On 3 May 2002, Pitono assumed office as the foreign ministry's director of Asia, Pacific, and Africa intraregional cooperation. During his tenure, he represented Indonesia in the 5th ASEAN-India Senior Officials Meeting at New Delhi on 20 May 2003. He was reassigned to serve as the director of ASEAN functional cooperation on 7 January 2004 for a few months before being posted in Osaka as consul general on December that year.

During his tenure in Osaka, on 19 October 2007 Pitono lodged a complaint to Malaysia's tourism board director in Osaka, Azhari Haron, regarding the usage of Indang Sungai Garinggiang, a West Sumatran song, in a Malaysian dance troupe performance at the Asia Festival 2007. The tourism office failed to attribute either West Sumatra or Indonesia as the song's origin, with the song's lyrics being intentionally altered, thus potentially leading the audience to believe the music and dance were Malaysian in origin. In the same month, he conducted an investigation on an Indonesian women trafficking ring in cooperation with the local police.

Around 2007, Pitono was nominated by President Susilo Bambang Yudhoyono as ambassador to Vietnam. He passed an assessment held by the House of Representatives first commission on 26 November 2007 and was sworn in on 8 April 2008. Shortly after his inauguration, Pitono was instructed by Vice President Jusuf Kalla to increase trade links and conduct market intelligence on potential sectors. He presented his credentials to president Nguyễn Minh Triết on 8 May 2008.

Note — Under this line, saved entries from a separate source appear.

//! Per-call request context.

use std::sync::Arc;
use std::time::Duration;

use axum::http::StatusCode;
use serde::Serialize;
use tokio_util::sync::CancellationToken;

use crate::error::ContextError;
use crate::http::request::InboundRequest;
use crate::http::response::ResponseSink;
use crate::supervisor::guard::{Finalization, ResponseGuard};
use crate::supervisor::scope::ExecutionScope;

/// Everything one supervised call shares between the supervisor and the
/// handler task.
///
/// Created per inbound call and never reused. The handler receives it as an
/// `Arc` and may outlive the supervised call after a timeout.
#[derive(Debug)]
pub struct RequestContext {
    request: InboundRequest,
    scope: ExecutionScope,
    guard: ResponseGuard,
}

impl RequestContext {
    /// Bind a request and its response sink to a scope with a `deadline`
    /// derived from `parent`.
    pub fn create(
        request: InboundRequest,
        response: impl ResponseSink,
        parent: &CancellationToken,
        deadline: Duration,
    ) -> Arc<Self> {
        Arc::new(Self {
            request,
            scope: ExecutionScope::with_deadline(parent, deadline),
            guard: ResponseGuard::new(response),
        })
    }

    pub fn request(&self) -> &InboundRequest {
        &self.request
    }

    pub fn scope(&self) -> &ExecutionScope {
        &self.scope
    }

    pub(crate) fn guard(&self) -> &ResponseGuard {
        &self.guard
    }

    /// Write a JSON result under the response guard.
    ///
    /// A no-op returning [`Finalization::Suppressed`] once the response has
    /// been finalized, e.g. when the deadline already answered the client.
    ///
    /// This is the only write path open to handlers. The guard is held for
    /// one synchronous write and cannot be kept across an `.await`:
    ///
    /// ```compile_fail
    /// use std::sync::Arc;
    /// use deadline_supervisor::RequestContext;
    ///
    /// async fn hold(ctx: Arc<RequestContext>) {
    ///     let _held = ctx.guard().acquire().await;
    ///     tokio::time::sleep(std::time::Duration::from_secs(5)).await;
    /// }
    /// ```
    pub async fn json<T: Serialize + ?Sized>(
        &self,
        status: StatusCode,
        payload: &T,
    ) -> Result<Finalization, ContextError> {
        let mut finalizer = self.guard.acquire().await;
        let result = finalizer.write_result(status, payload);
        if matches!(result, Ok(Finalization::Suppressed)) {
            crate::observability::metrics::record_suppressed_write();
            tracing::debug!(
                request_id = %self.request.request_id(),
                status = status.as_u16(),
                timed_out = finalizer.has_timed_out(),
                "Response already finalized, discarding write"
            );
        }
        result
    }

    /// Cancel the execution scope. Idempotent.
    pub fn release(&self) {
        self.scope.release();
    }
}
//! HTTP server setup and configuration.
//!
//! # Responsibilities
//! - Create the axum Router with the dispatch handler
//! - Wire up middleware (request ID, tracing)
//! - Dispatch each inbound call to the supervisor
//! - Apply configuration reloads between calls
//! - Graceful shutdown, cancelling in-flight supervised calls

use std::sync::Arc;

use arc_swap::ArcSwap;
use axum::{
    body::Body,
    extract::State,
    http::{Request, StatusCode},
    response::{IntoResponse, Response},
    Router,
};
use tokio::net::TcpListener;
use tokio::sync::{broadcast, mpsc};
use tokio_util::sync::CancellationToken;
use tower::ServiceBuilder;
use tower_http::{
    request_id::{PropagateRequestIdLayer, SetRequestIdLayer},
    trace::TraceLayer,
};
use tracing::Instrument;

use crate::config::ServiceConfig;
use crate::error::RequestError;
use crate::http::request::{request_id, InboundRequest, UuidRequestId};
use crate::http::response::{json_error, ErrorBody, HttpResponseSink, NOT_FOUND_BODY};
use crate::routing::RouteTable;
use crate::supervisor::Supervisor;

/// Application state injected into the dispatch handler.
#[derive(Clone)]
pub struct AppState {
    pub routes: Arc<RouteTable>,
    pub config: Arc<ArcSwap<ServiceConfig>>,
    /// Parent of every call's execution scope. Cancelled on shutdown.
    pub root_scope: CancellationToken,
}

/// HTTP server running supervised handlers.
pub struct HttpServer {
    state: AppState,
}

impl HttpServer {
    /// Create a new HTTP server serving `routes` with the given configuration.
    pub fn new(config: ServiceConfig, routes: RouteTable) -> Self {
        let state = AppState {
            routes: Arc::new(routes),
            config: Arc::new(ArcSwap::from_pointee(config)),
            root_scope: CancellationToken::new(),
        };
        Self { state }
    }

    /// Build the axum router with all middleware layers.
    pub fn router(&self) -> Router {
        Router::new()
            .fallback(dispatch)
            .with_state(self.state.clone())
            .layer(
                ServiceBuilder::new()
                    .layer(SetRequestIdLayer::x_request_id(UuidRequestId))
                    .layer(TraceLayer::new_for_http())
                    .layer(PropagateRequestIdLayer::x_request_id()),
            )
    }

    /// Get the current config.
    pub fn config(&self) -> Arc<ServiceConfig> {
        self.state.config.load_full()
    }

    /// Run the server until `shutdown` fires.
    ///
    /// Configs received on `config_updates` replace the live config; calls
    /// already in flight keep the deadline they started with.
    pub async fn run(
        self,
        listener: TcpListener,
        mut config_updates: mpsc::UnboundedReceiver<ServiceConfig>,
        mut shutdown: broadcast::Receiver<()>,
    ) -> Result<(), std::io::Error> {
        let addr = listener.local_addr()?;
        tracing::info!(
            address = %addr,
            routes = ?self.state.routes.paths(),
            deadline_ms = self.config().supervision.deadline_ms,
            "HTTP server starting"
        );

        let live_config = Arc::clone(&self.state.config);
        let reloader = tokio::spawn(async move {
            while let Some(new_config) = config_updates.recv().await {
                tracing::info!(
                    deadline_ms = new_config.supervision.deadline_ms,
                    "Applying configuration update"
                );
                live_config.store(Arc::new(new_config));
            }
        });

        let root_scope = self.state.root_scope.clone();
        let app = self.router();

        axum::serve(listener, app)
            .with_graceful_shutdown(async move {
                let _ = shutdown.recv().await;
                tracing::info!("Shutdown requested, cancelling in-flight calls");
                root_scope.cancel();
            })
            .await?;

        reloader.abort();
        tracing::info!("HTTP server stopped");
        Ok(())
    }
}

/// Dispatch one inbound call: route, buffer, supervise, respond.
async fn dispatch(State(state): State<AppState>, request: Request<Body>) -> Response {
    let request_id = request_id(request.headers()).to_string();
    let path = request.uri().path().to_string();

    let Some(handler) = state.routes.get(&path) else {
        tracing::warn!(request_id = %request_id, path = %path, "No route matched");
        return json_error(StatusCode::NOT_FOUND, &NOT_FOUND_BODY);
    };

    // Read once so a reload mid-call cannot change this call's settings.
    let config = state.config.load_full();

    let inbound = match InboundRequest::from_request(request, config.limits.max_body_bytes).await {
        Ok(inbound) => inbound,
        Err(e) => {
            tracing::warn!(request_id = %request_id, error = %e, "Rejected request body");
            return request_error_response(&e);
        }
    };

    let (sink, pending) = HttpResponseSink::channel();
    let supervisor = Supervisor::from_config(&config.supervision);
    let span = tracing::info_span!("supervise", request_id = %request_id, path = %path);

    let outcome = supervisor
        .supervise(handler, inbound, sink, &state.root_scope)
        .instrument(span)
        .await;

    tracing::debug!(request_id = %request_id, outcome = %outcome, "Call finished");
    pending.into_response()
}

fn request_error_response(error: &RequestError) -> Response {
    match error {
        RequestError::BodyTooLarge { .. } => json_error(
            StatusCode::PAYLOAD_TOO_LARGE,
            &ErrorBody {
                error: "request body too large",
            },
        ),
        _ => json_error(
            StatusCode::BAD_REQUEST,
            &ErrorBody {
                error: "invalid request body",
            },
        ),
    }
}
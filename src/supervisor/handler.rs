//! Handler abstraction.

use std::future::Future;
use std::sync::Arc;

use futures_util::future::BoxFuture;

use crate::supervisor::context::RequestContext;

/// Error a handler may return instead of completing.
pub type HandlerError = Box<dyn std::error::Error + Send + Sync>;

/// Result of one handler invocation.
pub type HandlerResult = Result<(), HandlerError>;

/// A unit of request-specific work run under supervision.
///
/// Handlers write their own response through [`RequestContext::json`].
/// Implemented for any `Fn(Arc<RequestContext>) -> impl Future<Output = HandlerResult>`.
pub trait Handler: Send + Sync + 'static {
    fn call(&self, ctx: Arc<RequestContext>) -> BoxFuture<'static, HandlerResult>;
}

impl<F, Fut> Handler for F
where
    F: Fn(Arc<RequestContext>) -> Fut + Send + Sync + 'static,
    Fut: Future<Output = HandlerResult> + Send + 'static,
{
    fn call(&self, ctx: Arc<RequestContext>) -> BoxFuture<'static, HandlerResult> {
        Box::pin(self(ctx))
    }
}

During his tenure, Pitono oversaw cooperations between the two nations in corruption eradication as well as agreements in various areas. He also maintained close coordination with the Vietnam Union of Friendship Organisations (VUFO) and the Vietnam-Indonesia Friendship Association regarding bilateral friendship activities, which led to him receiving the Medal for Peace and Friendship among Nations from VUFO ON 19 August 2011. Pitono promoted investments from Vietnam in Indonesia's fishing and aquaculture economy. Pitono paid a farewell call to president Trương Tấn Sang on 29 August 2011.

After serving in Vietnam, on 12 April 2012 Pitono became the chief of the foreign ministry's policy assessment and development agency. Despite already leaving his ambassadorial posting, Pitono continued to forge Indonesia–Vietnam relations, with him receiving the Friendship Order from foreign minister Phạm Bình Minh on 14 June 2012. He led the Indonesian delegation to the Second Joint Commission for Bilateral Cooperation in August 2012.

Pitono was nominated as ambassador to Cambodia by President Susilo Bambang Yudhoyono on 3 September 2013. His posting from Vietnam to Cambodia was viewed by some as a demotion, which he rebuked. He passed assessment by the House of Representative's first commission on 18 September 2013 and was sworn in on 24 December 2013. He officially began his duties in the country upon presenting his credentials to the King Norodom Sihamoni on 21 April 2014. At the time of his appointment as ambassador, Pitono was one of the two Indonesian diplomats of Chinese descent to serve as ambassador, with the other one being Linggawaty Hakim. In 2015, Pitono was criticized by Meranti Islands regent Irwan Nasir for the slow handling of the repatriation of Indonesian citizens from the Selat Panjang city in Meranti Islands, who were released by an online gambling company. Irwan stated that Pitono was hostile towards the regent and his entourage during their visit to the embassy to collect information.